Collected data:
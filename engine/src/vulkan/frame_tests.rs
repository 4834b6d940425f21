use anyhow::anyhow;

use super::*;
use crate::window::{tests::ScriptedHost, wait_while_minimized};

#[derive(Clone, Debug, PartialEq, Eq)]
enum Call {
    Wait(usize),
    Acquire(usize),
    Update(usize),
    Submit(usize, usize),
    Present(usize, usize),
    Recreate,
}

/// Backend that hands out scripted images and records every call.
#[derive(Debug, Default)]
struct MockBackend {
    image_count: usize,
    next_image: usize,
    acquire_script: Vec<AcquireOutcome>,
    present_script: Vec<PresentOutcome>,
    fail_submit: bool,
    host: Option<ScriptedHost>,
    rebuilt_with: Vec<(u32, u32)>,
    calls: Vec<Call>,
}

impl MockBackend {
    fn new(image_count: usize) -> Self {
        Self {
            image_count,
            ..Default::default()
        }
    }

    fn waits(&self) -> Vec<usize> {
        self.calls
            .iter()
            .filter_map(|c| match c {
                Call::Wait(slot) => Some(*slot),
                _ => None,
            })
            .collect()
    }

    fn count(&self, call: &Call) -> usize {
        self.calls.iter().filter(|c| *c == call).count()
    }
}

impl FrameBackend for MockBackend {
    fn wait_for_slot(&mut self, slot: usize) -> Result<()> {
        self.calls.push(Call::Wait(slot));
        Ok(())
    }

    fn acquire_image(&mut self, slot: usize) -> Result<AcquireOutcome> {
        self.calls.push(Call::Acquire(slot));
        if !self.acquire_script.is_empty() {
            return Ok(self.acquire_script.remove(0));
        }
        let index = self.next_image;
        self.next_image = (self.next_image + 1) % self.image_count;
        Ok(AcquireOutcome::Acquired(index))
    }

    fn update_uniforms(&mut self, image_index: usize) -> Result<()> {
        self.calls.push(Call::Update(image_index));
        Ok(())
    }

    fn submit(&mut self, slot: usize, image_index: usize) -> Result<()> {
        self.calls.push(Call::Submit(slot, image_index));
        if self.fail_submit {
            return Err(anyhow!("device lost"));
        }
        Ok(())
    }

    fn present(&mut self, slot: usize, image_index: usize) -> Result<PresentOutcome> {
        self.calls.push(Call::Present(slot, image_index));
        if !self.present_script.is_empty() {
            return Ok(self.present_script.remove(0));
        }
        Ok(PresentOutcome::Presented)
    }

    fn recreate_swapchain(&mut self) -> Result<usize> {
        self.calls.push(Call::Recreate);
        if let Some(host) = self.host.as_mut() {
            match wait_while_minimized(host) {
                Some(size) => self.rebuilt_with.push(size),
                None => return Ok(self.image_count),
            }
        }
        self.next_image = 0;
        Ok(self.image_count)
    }
}

#[test]
fn two_slots_over_three_images() {
    let mut backend = MockBackend::new(3);
    let mut scheduler = FrameScheduler::new(2, 3);
    let mut resized = false;

    for _ in 0..4 {
        scheduler.draw_frame(&mut backend, &mut resized).unwrap();
    }

    assert_eq!(scheduler.current_frame(), 0);
    assert_eq!(scheduler.image_owners(), &[Some(1), Some(1), Some(0)]);

    // Image 0 was still owned by slot 0 when slot 1 acquired it.
    assert_eq!(backend.waits(), vec![0, 1, 0, 1, 0]);
    assert_eq!(
        &backend.calls[backend.calls.len() - 5..],
        &[
            Call::Acquire(1),
            Call::Wait(0),
            Call::Update(0),
            Call::Submit(1, 0),
            Call::Present(1, 0),
        ]
    );
}

#[test]
fn reacquiring_own_image_does_not_wait_twice() {
    let mut backend = MockBackend::new(2);
    let mut scheduler = FrameScheduler::new(2, 2);
    let mut resized = false;

    for _ in 0..4 {
        scheduler.draw_frame(&mut backend, &mut resized).unwrap();
    }

    // Slot i always gets image i, so only the slot fence is awaited.
    assert_eq!(backend.waits(), vec![0, 1, 0, 1]);
    assert_eq!(scheduler.image_owners(), &[Some(0), Some(1)]);
}

#[test]
fn out_of_date_acquire_skips_the_frame() {
    let mut backend = MockBackend::new(3);
    backend.acquire_script = vec![AcquireOutcome::OutOfDate];
    let mut scheduler = FrameScheduler::new(2, 3);
    let mut resized = false;

    scheduler.draw_frame(&mut backend, &mut resized).unwrap();

    assert_eq!(
        backend.calls,
        vec![Call::Wait(0), Call::Acquire(0), Call::Recreate]
    );
    assert_eq!(scheduler.current_frame(), 0);
    assert_eq!(scheduler.image_owners(), &[None, None, None]);
}

#[test]
fn stale_present_rebuilds_and_advances() {
    let mut backend = MockBackend::new(3);
    backend.present_script = vec![PresentOutcome::Stale];
    let mut scheduler = FrameScheduler::new(2, 3);
    let mut resized = false;

    scheduler.draw_frame(&mut backend, &mut resized).unwrap();

    assert_eq!(backend.count(&Call::Recreate), 1);
    assert_eq!(scheduler.current_frame(), 1);
    assert_eq!(scheduler.image_owners(), &[None, None, None]);
}

#[test]
fn resize_flag_is_handled_once() {
    let mut backend = MockBackend::new(3);
    let mut scheduler = FrameScheduler::new(2, 3);
    let mut resized = true;

    scheduler.draw_frame(&mut backend, &mut resized).unwrap();
    assert!(!resized);
    assert_eq!(backend.count(&Call::Recreate), 1);

    scheduler.draw_frame(&mut backend, &mut resized).unwrap();
    assert_eq!(backend.count(&Call::Recreate), 1);
}

#[test]
fn owner_table_follows_new_image_count() {
    let mut backend = MockBackend::new(2);
    let mut scheduler = FrameScheduler::new(2, 3);
    let mut resized = true;

    scheduler.draw_frame(&mut backend, &mut resized).unwrap();

    assert_eq!(scheduler.image_owners().len(), 2);
}

#[test]
fn minimized_resize_waits_for_a_visible_framebuffer() {
    let mut backend = MockBackend::new(3);
    backend.host = Some(ScriptedHost::new(vec![(0, 0), (0, 0), (0, 0), (640, 480)]));
    let mut scheduler = FrameScheduler::new(2, 3);
    let mut resized = true;

    scheduler.draw_frame(&mut backend, &mut resized).unwrap();

    let host = backend.host.as_ref().unwrap();
    assert_eq!(host.waits, 3);
    assert_eq!(backend.rebuilt_with, vec![(640, 480)]);
    assert!(!resized);
}

#[test]
fn submit_failure_is_fatal() {
    let mut backend = MockBackend::new(3);
    backend.fail_submit = true;
    let mut scheduler = FrameScheduler::new(2, 3);
    let mut resized = false;

    assert!(scheduler.draw_frame(&mut backend, &mut resized).is_err());
    assert_eq!(backend.count(&Call::Present(0, 0)), 0);
}

#[test]
fn closing_while_minimized_skips_the_rebuild() {
    let mut backend = MockBackend::new(3);
    let mut host = ScriptedHost::new(vec![(0, 0)]);
    host.close_after = Some(1);
    backend.host = Some(host);
    let mut scheduler = FrameScheduler::new(2, 3);
    let mut resized = true;

    scheduler.draw_frame(&mut backend, &mut resized).unwrap();

    assert!(backend.rebuilt_with.is_empty());
    assert_eq!(scheduler.image_owners().len(), 3);
    assert!(!resized);
}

■ Required action ■
The first line of the entries above marks where to begin; repeat each line exactly through the one that contains "impl FrameBackend for", and include that line.

■ Answer area ■
filename engine/src/vulkan/frame_tests.rs
repository 4834b6d940425f21
use anyhow::anyhow;

use super::*;
use crate::window::{tests::ScriptedHost, wait_while_minimized};

#[derive(Clone, Debug, PartialEq, Eq)]
enum Call {
    Wait(usize),
    Acquire(usize),
    Update(usize),
    Submit(usize, usize),
    Present(usize, usize),
    Recreate,
}

/// Backend that hands out scripted images and records every call.
#[derive(Debug, Default)]
struct MockBackend {
    image_count: usize,
    next_image: usize,
    acquire_script: Vec<AcquireOutcome>,
    present_script: Vec<PresentOutcome>,
    fail_submit: bool,
    host: Option<ScriptedHost>,
    rebuilt_with: Vec<(u32, u32)>,
    calls: Vec<Call>,
}

impl MockBackend {
    fn new(image_count: usize) -> Self {
        Self {
            image_count,
            ..Default::default()
        }
    }

    fn waits(&self) -> Vec<usize> {
        self.calls
            .iter()
            .filter_map(|c| match c {
                Call::Wait(slot) => Some(*slot),
                _ => None,
            })
            .collect()
    }

    fn count(&self, call: &Call) -> usize {
        self.calls.iter().filter(|c| *c == call).count()
    }
}

impl FrameBackend for MockBackend {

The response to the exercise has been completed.